For each line of the listing that includes the word "found", show the whole line.

★ ★ ★ ★

//! Pulls a `{"command": "..."}` object out of a free-text model response.

use regex::Regex;
use serde::Deserialize;
use std::sync::LazyLock;
use tracing::debug;

/// First `{` to last `}` on a single line.
static JSON_OBJECT: LazyLock<Regex> =
    LazyLock::new(|| Regex::new(r"\{.*\}").expect("JSON object pattern is valid"));

#[derive(Deserialize)]
struct CommandResponse {
    command: String,
}

/// The command the model proposed, or `None` if the response has no usable
/// JSON object with a string `command` field.
pub fn extract_command(response: &str) -> Option<String> {
    let Some(found) = JSON_OBJECT.find(response) else {
        debug!("no JSON object in model response");
        return None;
    };

    match serde_json::from_str::<CommandResponse>(found.as_str()) {
        Ok(parsed) => Some(parsed.command),
        Err(err) => {
            debug!(%err, candidate = found.as_str(), "model response is not a command object");
            None
        }
    }
}

#[cfg(test)]
mod tests {
    use super::*;

    #[test]
    fn test_bare_object() {
        assert_eq!(
            extract_command(r#"{"command": "ls -la"}"#).as_deref(),
            Some("ls -la")
        );
    }

    #[test]
    fn test_object_surrounded_by_prose() {
        let response = "Sure! Here you go:\n{\"command\": \"df -h\"}\nLet me know.";
        assert_eq!(extract_command(response).as_deref(), Some("df -h"));
    }

    #[test]
    fn test_extra_fields_are_ignored() {
        let response = r#"{"command": "du -sh .", "explanation": "disk usage"}"#;
        assert_eq!(extract_command(response).as_deref(), Some("du -sh ."));
    }

    #[test]
    fn test_escaped_quotes_survive() {
        let response = r#"{"command": "grep \"error\" app.log"}"#;
        assert_eq!(
            extract_command(response).as_deref(),
            Some(r#"grep "error" app.log"#)
        );
    }

    #[test]
    fn test_no_object_is_none() {
        assert!(extract_command("I can't help with that.").is_none());
        assert!(extract_command("").is_none());
    }

    #[test]
    fn test_malformed_or_wrong_shape_is_none() {
        assert!(extract_command(r#"{"command": "ls""#).is_none());
        assert!(extract_command(r#"{"cmd": "ls"}"#).is_none());
        assert!(extract_command(r#"{"command": 42}"#).is_none());
    }

    #[test]
    fn test_multiline_object_is_not_matched() {
        let response = "{\n  \"command\": \"ls\"\n}";
        assert!(extract_command(response).is_none());
    }
}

★ ★ ★ ★

■ Your response ■
    let Some(found) = JSON_OBJECT.find(response) else {
    match serde_json::from_str::<CommandResponse>(found.as_str()) {
            debug!(%err, candidate = found.as_str(), "model response is not a command object");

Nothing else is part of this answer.